Here are links to the rhetorical tools used in this class:

Schemes & Tropes -- Perelman & Olbrechts-Tyteca -- Fallacies -- Burke -- Rhetorical Toolbox -- Conspiracy Rhetorics

Friday, April 24, 2020

Gay Marriage Toolbox


I’m going to be analyzing signs used to protest in favor of gay marriage rights through a comic frame. My reason for this is that an overwhelming amount of the signs I’ve seen for this movement are meant to mock the opposition. As an example, let’s look at the sign on the left below:



If you’ve ever so much as watched a vlog where someone goes to a Pride event (or have even seen Taylor Swift’s You Need to Calm Down music video), you have to be more than familiar with the hateful “you’re going to hell for being gay” signs that are everywhere. So, what better way to tell the people brandishing them how stupid they are, than to wear a rainbow-y devil-themed costume to pride, with a sign that directly calls out the oppositions’ signs? Like I said, the hate signs are basically an unfortunate staple of all LGBT+ events at this point, so if you know that you’re probably going to have to deal with people like that, then why not come ready to make fun of them? Even if they weren’t to show up, their message is so well known that pretty much everyone could look at this and understand the reference. “We’re going to hell?

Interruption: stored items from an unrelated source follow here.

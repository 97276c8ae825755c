//! Batch exporter for per-glyph raster images, and the de-/serializable
//! manifest it leaves next to them.
//!
//! The `font2img` binary renders the selected glyphs of a font one by one,
//! crops each raster to its visible ink and centers it on a white square
//! canvas. Optionally it writes a [`GlyphManifest`] describing every file it
//! produced; this crate can read that manifest back without pulling in the
//! rasterization stack.
//!
//! # Usage
//! ## RON
//! ```
//! # fn test() -> Result<(), ron::Error> {
//! // Requires Cargo feature `serde-deserialize` and the `ron` crate:
//! const MANIFEST: &'static str = r#"(
//!     font: "Inter.ttf",
//!     resolution: 1000,
//!     size: 500,
//!     glyphs: [(
//!         label: "7",
//!         file: "7.png",
//!         glyph_id: 1204,
//!         glyph_name: Some("seven.numr"),
//!         codepoint: None,
//!         source: None,
//!         crop: Some((x: 31, y: 112, width: 402, height: 566)),
//!         side: 500,
//!         offset_x: 49,
//!         offset_y: -33,
//!     )],
//! )"#;
//! let manifest: glyph_export::GlyphManifest = ron::from_str(MANIFEST)?;
//! assert_eq!(manifest.glyphs[0].label, "7");
//! # Ok(())
//! # }
//! # test().unwrap();
//! ```
//!
//! ## JSON
//! ```
//! # fn test() -> Result<(), serde_json::Error> {
//! // Requires Cargo feature `serde-deserialize` and the `serde_json` crate:
//! const MANIFEST: &'static str = r#"{
//!     "font": "Inter.ttf", "resolution": 1000, "size": 0,
//!     "glyphs": [{
//!         "label": "A", "file": "A.png", "glyph_id": 36,
//!         "glyph_name": "A", "codepoint": 65, "source": "0x41-0x5A",
//!         "crop": null, "side": 712, "offset_x": 0, "offset_y": 0
//!     }]
//! }"#;
//! let manifest: glyph_export::GlyphManifest = serde_json::from_str(MANIFEST)?;
//! assert_eq!(manifest.glyphs[0].codepoint, Some(0x41));
//! # Ok(())
//! # }
//! # test().unwrap();
//! ```
//!
//! ## RKYV
//! ```
//! // Requires Cargo features `rkyv-serialize` and `rkyv-deserialize`:
//! use glyph_export::GlyphManifest;
//! let manifest = GlyphManifest {
//!     font: "Inter.ttf".into(),
//!     resolution: 1000,
//!     size: 500,
//!     glyphs: Vec::new(),
//! };
//! // `font2img --manifest glyphs.rkyv` writes exactly these bytes:
//! let bytes = rkyv::to_bytes::<_, 4096>(&manifest).unwrap();
//!
//! // Using the unsafe API for maximum performance, on suitably aligned bytes:
//! let archived = unsafe { rkyv::archived_root::<GlyphManifest>(&bytes) };
//! assert_eq!(archived.resolution, 1000);
//! // Optionally, unpack the archived manifest before use:
//! use rkyv::Deserialize;
//! let deserialized: GlyphManifest = archived.deserialize(&mut rkyv::Infallible).unwrap();
//! assert_eq!(deserialized, manifest);
//! ```

#![cfg_attr(docs_rs, feature(doc_cfg))]
#![deny(missing_docs)]
#![warn(clippy::pedantic)]

mod manifest;

pub use manifest::{CropRect, GlyphManifest, ManifestEntry};

#[cfg(feature = "bin")]
pub mod canvas;
#[cfg(feature = "bin")]
pub mod charset;
#[cfg(feature = "bin")]
mod cli;
#[cfg(feature = "bin")]
mod error;
#[cfg(feature = "bin")]
pub mod export;
#[cfg(feature = "bin")]
pub mod font;
#[cfg(feature = "bin")]
pub mod select;

#[cfg(feature = "bin")]
pub use cli::{run, write_manifest, Args, Strategy};
#[cfg(feature = "bin")]
pub use error::Error;
//! Codepoint range parsing and the codepoint → label table used by the
//! unicode selection strategy.
//!
//! A range expression is a comma separated list of hex codepoints or
//! inclusive `start-end` ranges, e.g. `0x30-0x39,U+00C0-U+00FF,20AC`.

use std::collections::BTreeMap;

use crate::Error;

/// Which character classes to export, as set by `--upper`, `--lower` and `--number`.
#[derive(Clone, Copy, Debug, Default, PartialEq, Eq)]
pub struct CaseFlags {
    /// Include upper-case letters.
    pub upper: bool,
    /// Include lower-case letters.
    pub lower: bool,
    /// Include digits.
    pub number: bool,
}

/// An inclusive run of codepoints together with the text it was parsed from.
#[derive(Clone, Debug, PartialEq, Eq)]
pub struct CodepointRange {
    /// First codepoint.
    pub start: u32,
    /// Last codepoint, inclusive.
    pub end: u32,
    /// The expression this range came from, trimmed.
    pub source: String,
}

impl CodepointRange {
    fn flag(start: u32, end: u32) -> Self {
        CodepointRange {
            start,
            end,
            source: format!("{start:#x}-{end:#x}"),
        }
    }
}

const UPPER: (u32, u32) = (0x41, 0x5A);
const LOWER: (u32, u32) = (0x61, 0x7A);
const NUMBER: (u32, u32) = (0x30, 0x39);

fn parse_codepoint(raw: &str) -> Result<u32, Error> {
    let digits = raw
        .strip_prefix("0x")
        .or_else(|| raw.strip_prefix("0X"))
        .or_else(|| raw.strip_prefix("U+"))
        .or_else(|| raw.strip_prefix("u+"))
        .unwrap_or(raw);
    u32::from_str_radix(digits, 16)
        .ok()
        .filter(|&codepoint| char::from_u32(codepoint).is_some())
        .ok_or_else(|| Error::InvalidCodepoint(raw.to_owned()))
}

/// Parses a comma separated list of hex codepoints and `start-end` ranges.
///
/// # Errors
///
/// [`Error::MalformedRange`] for an item with more than one `-`,
/// [`Error::InvalidCodepoint`] for a bound that is not a hex Unicode scalar
/// value (surrogates and anything above `10FFFF` are rejected), and
/// [`Error::InvalidRange`] when a range ends before it starts.
pub fn parse_ranges(expr: &str) -> Result<Vec<CodepointRange>, Error> {
    let mut ranges = Vec::new();
    for item in expr.split(',').map(str::trim).filter(|item| !item.is_empty()) {
        let mut pieces = item.split('-');
        let fst = pieces.next().unwrap_or_default().trim();
        let snd = pieces.next().map(str::trim);
        if pieces.next().is_some() {
            return Err(Error::MalformedRange(item.to_owned()));
        }

        let start = parse_codepoint(fst)?;
        let end = match snd {
            Some(snd) => parse_codepoint(snd)?,
            None => start,
        };
        if start > end {
            return Err(Error::InvalidRange { start, end });
        }

        ranges.push(CodepointRange {
            start,
            end,
            source: item.to_owned(),
        });
    }
    Ok(ranges)
}

/// Maps each selected codepoint to the range expression that selected it.
#[derive(Clone, Debug, Default, PartialEq, Eq)]
pub struct UnicodeTable {
    entries: BTreeMap<u32, usize>,
    sources: Vec<String>,
}

impl UnicodeTable {
    /// Table holding the ranges implied by the case flags.
    #[must_use]
    pub fn from_flags(flags: CaseFlags) -> Self {
        let mut table = UnicodeTable::default();
        for (enabled, (start, end)) in [
            (flags.upper, UPPER),
            (flags.lower, LOWER),
            (flags.number, NUMBER),
        ] {
            if enabled {
                table.insert_range(&CodepointRange::flag(start, end));
            }
        }
        table
    }

    /// Builds the table from the case flags, then the explicit ranges in `expr`.
    /// A codepoint covered more than once keeps the label of the last range.
    ///
    /// # Errors
    ///
    /// Propagates parse errors from [`parse_ranges`].
    pub fn build(flags: CaseFlags, expr: Option<&str>) -> Result<Self, Error> {
        let mut table = UnicodeTable::from_flags(flags);
        if let Some(expr) = expr {
            for range in parse_ranges(expr)? {
                table.insert_range(&range);
            }
        }
        Ok(table)
    }

    /// Adds every scalar value of `range`, overwriting existing labels.
    /// Surrogates inside the range are skipped.
    pub fn insert_range(&mut self, range: &CodepointRange) {
        let source = self.sources.len();
        self.sources.push(range.source.clone());
        for ch in (range.start..=range.end).filter_map(char::from_u32) {
            self.entries.insert(u32::from(ch), source);
        }
    }

    /// The range expression that selected `codepoint`.
    #[must_use]
    pub fn label_source(&self, codepoint: u32) -> Option<&str> {
        self.entries
            .get(&codepoint)
            .map(|&source| self.sources[source].as_str())
    }

    /// Whether `codepoint` was selected.
    #[must_use]
    pub fn contains(&self, codepoint: u32) -> bool {
        self.entries.contains_key(&codepoint)
    }

    /// Number of selected codepoints.
    #[must_use]
    pub fn len(&self) -> usize {
        self.entries.len()
    }

    /// Whether no codepoint is selected.
    #[must_use]
    pub fn is_empty(&self) -> bool {
        self.entries.is_empty()
    }

    /// Selected codepoints with their labels, in ascending order.
    pub fn iter(&self) -> impl Iterator<Item = (u32, &str)> {
        self.entries
            .iter()
            .map(|(&cp, &source)| (cp, self.sources[source].as_str()))
    }
}
use std::path::PathBuf;

use thiserror::Error;

/// Everything that can stop an export run.
///
/// None of these are recovered from: the first error aborts the batch and
/// images written before it stay on disk.
#[derive(Debug, Error)]
pub enum Error {
    /// Filesystem access failed.
    #[error("I/O error on {path}: {source}")]
    Io {
        /// File or directory being accessed.
        path: PathBuf,
        /// Underlying error.
        source: std::io::Error,
    },

    /// Encoding or writing an image failed.
    #[error("Failed to write image {path}: {source}")]
    Image {
        /// Image being written.
        path: PathBuf,
        /// Underlying error.
        source: image::ImageError,
    },

    /// The font data could not be parsed.
    #[error("Failed to parse font data: {0}")]
    FontParse(String),

    /// A unicode range item contains more than one `-`.
    #[error("Malformed unicode range {0}")]
    MalformedRange(String),

    /// A unicode range bound is not a hex number.
    #[error("Invalid input unicode {0}")]
    InvalidCodepoint(String),

    /// A unicode range ends before it starts.
    #[error("Invalid unicode range {start:#x}-{end:#x}")]
    InvalidRange {
        /// First codepoint.
        start: u32,
        /// Last codepoint.
        end: u32,
    },

    /// The name filter is not a valid regular expression.
    #[error("Invalid filter: {0}")]
    InvalidFilter(#[from] regex::Error),

    /// A numeral-style glyph does not start with a number word.
    #[error("No digit known for numeral glyph {0}")]
    UnknownNumeral(String),

    /// The raster of a glyph contains nothing but background.
    #[error("ERROR determining bounding box for {0}")]
    EmptyGlyph(String),

    /// The manifest path has no recognized extension.
    #[error("Failed to deduce manifest format from path {0}, supported formats are: ron, json, rkyv")]
    ManifestFormat(PathBuf),

    /// Serializing the manifest failed.
    #[error("Failed to serialize manifest: {0}")]
    Serialize(String),
}

impl Error {
    pub(crate) fn io(path: impl Into<PathBuf>, source: std::io::Error) -> Self {
        Error::Io {
            path: path.into(),
            source,
        }
    }
}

Well, I guess it must be fabulous if it’s full of us.”
                As far as ideographs go, just look at the sign on the right. “Homo” is something used as a homophobic insult. It’s often used in the phrase “no homo,” which started as an insult, and still is, but is also kind of a meme. And here, both that phrase and the word “homo” are reclaimed in the “mo’ homo” sign.